## [Work to complete]
If a line contains "Op::Add((k, v)) =>", it is the last one to write out; begin with the first line of the records and copy each exactly.
-------- Information given --------
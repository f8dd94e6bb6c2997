use avl_bst::{Comparator, Tree};

use std::cmp::Ordering;
use std::collections::{BTreeMap, HashSet};

use crate::Op;

type Entry = (i8, i8);

/// Orders entries by their key only, so adding an entry with a known key overwrites its value.
fn by_key(a: &Entry, b: &Entry) -> Ordering {
    a.0.cmp(&b.0)
}

fn entry_tree() -> Tree<Entry, fn(&Entry, &Entry) -> Ordering> {
    Tree::with_comparator(by_key as fn(&Entry, &Entry) -> Ordering)
}

/// Applies a set of operations to a tree and a `BTreeMap`.
/// This way we can ensure that after a random smattering of adds
/// and removes we have the same set of keys in both.
fn do_ops<C>(ops: &[Op<Entry>], tree: &mut Tree<Entry, C>, map: &mut BTreeMap<i8, i8>)
where
    C: Comparator<Entry>,
{
    for op in ops {
        match *op {
            Op::Add((k, v)) => {
                assert_eq!(tree.add((k, v)), map.insert(k, v).is_none());
            }
            Op::Remove((k, _)) => {
                assert_eq!(tree.remove(&(k, 0)), map.remove(&k).is_some());
            }
        }
        assert!(tree.is_balanced());
        assert_eq!(tree.size(), map.len());
    }
}

fn is_strictly_ascending<T: Ord>(tree: &Tree<T>) -> bool {
    let xs: Vec<_> = tree.iter().collect();
    xs.windows(2).all(|pair| pair[0] < pair[1])
}

#[quickcheck]
fn fuzz_multiple_operations_i8(ops: Vec<Op<Entry>>) -> bool {
    let mut tree = entry_tree();
    let mut map = BTreeMap::new();

    do_ops(&ops, &mut tree, &mut map);
    map.iter().all(|(k, v)| tree.find(&(*k, 0)) == Some(&(*k, *v)))
        && tree.iter().map(|(k, _)| k).eq(map.keys())
}

#[quickcheck]
fn contains(xs: Vec<i8>) -> bool {
    let tree: Tree<_> = xs.iter().copied().collect();

    xs.iter().all(|x| tree.find(x) == Some(x))
}

#[quickcheck]
fn contains_not(xs: Vec<i8>, nots: Vec<i8>) -> bool {
    let tree: Tree<_> = xs.iter().copied().collect();
    let added: HashSet<_> = xs.into_iter().collect();
    let nots: HashSet<_> = nots.into_iter().collect();
    let mut nots = nots.difference(&added);

    nots.all(|x| tree.find(x).is_none())
}

#[quickcheck]
fn with_deletions(xs: Vec<i8>, deletes: Vec<i8>) -> bool {
    let mut tree: Tree<_> = xs.iter().copied().collect();
    for delete in &deletes {
        tree.remove(delete);
    }

    let mut still_present = xs;
    for delete in &deletes {
        // We may have added the same value multiple times - delete each one.
        while let Some(pos) = still_present.iter().position(|x| x == delete) {
            still_present.swap_remove(pos);
        }
    }

    tree.is_balanced()
        && is_strictly_ascending(&tree)
        && deletes.iter().all(|x| tree.find(x).is_none())
        && still_present.iter().all(|x| tree.find(x).is_some())
}

#[quickcheck]
fn missing_remove_changes_nothing(xs: Vec<i16>, missing: i16) -> bool {
    let mut tree: Tree<_> = xs.into_iter().filter(|x| *x != missing).collect();
    let before: Vec<_> = tree.iter().copied().collect();
    let (size, epoch) = (tree.size(), tree.epoch());

    !tree.remove(&missing)
        && tree.size() == size
        && tree.epoch() == epoch
        && tree.iter().copied().eq(before)
}

#[quickcheck]
fn overwrite_returns_newest(xs: Vec<Entry>) -> bool {
    let mut tree = entry_tree();
    let mut latest = BTreeMap::new();
    for (k, v) in xs {
        let size = tree.size();
        let created = tree.add((k, v));
        if created == (tree.size() == size) {
            return false;
        }
        latest.insert(k, v);
    }

    latest.into_iter().all(|(k, v)| tree.find(&(k, 0)) == Some(&(k, v)))
}

#[quickcheck]
fn height_bound(xs: Vec<u32>) -> bool {
    let tree: Tree<_> = xs.into_iter().collect();
    let bound = (1.44 * ((tree.size() + 2) as f64).log2()).ceil() as usize;

    tree.height() <= bound
}

#[quickcheck]
fn copies_are_independent(xs: Vec<i8>, deletes: Vec<i8>) -> bool {
    let original: Tree<_> = xs.into_iter().collect();
    let before: Vec<_> = original.iter().copied().collect();

    let mut copy = original.clone();
    for delete in &deletes {
        copy.remove(delete);
    }
    copy.add(i8::MIN);

    original.size() == before.len()
        && original.iter().copied().eq(before)
        && copy.is_balanced()
}

#[test]
fn round_trip() {
    let mut tree: Tree<_> = vec![5, 3, 8, 1, 4, 7, 9, 2, 6].into_iter().collect();
    assert_eq!(tree.iter().copied().collect::<Vec<_>>(), (1..=9).collect::<Vec<_>>());

    assert!(tree.remove(&3));
    assert_eq!(tree.iter().copied().collect::<Vec<_>>(), [1, 2, 4, 5, 6, 7, 8, 9]);
}

#[test]
fn large_sequential_tree_stays_shallow() {
    let mut tree = Tree::new();
    for x in 0..100_000u32 {
        tree.add(x);
    }
    assert!(tree.height() <= 24);
    assert!(tree.is_balanced());

    for x in (0..100_000u32).filter(|x| x % 3 != 0) {
        assert!(tree.remove(&x));
    }
    assert_eq!(tree.size(), 33_334);
    assert!(tree.is_balanced());
    assert!(is_strictly_ascending(&tree));
}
--------
## [Task output]
repository f8dd94e6bb6c2997
use avl_bst::{Comparator, Tree};

use std::cmp::Ordering;
use std::collections::{BTreeMap, HashSet};

use crate::Op;

type Entry = (i8, i8);

/// Orders entries by their key only, so adding an entry with a known key overwrites its value.
fn by_key(a: &Entry, b: &Entry) -> Ordering {
    a.0.cmp(&b.0)
}

fn entry_tree() -> Tree<Entry, fn(&Entry, &Entry) -> Ordering> {
    Tree::with_comparator(by_key as fn(&Entry, &Entry) -> Ordering)
}

/// Applies a set of operations to a tree and a `BTreeMap`.
/// This way we can ensure that after a random smattering of adds
/// and removes we have the same set of keys in both.
fn do_ops<C>(ops: &[Op<Entry>], tree: &mut Tree<Entry, C>, map: &mut BTreeMap<i8, i8>)
where
    C: Comparator<Entry>,
{
    for op in ops {
        match *op {
            Op::Add((k, v)) => {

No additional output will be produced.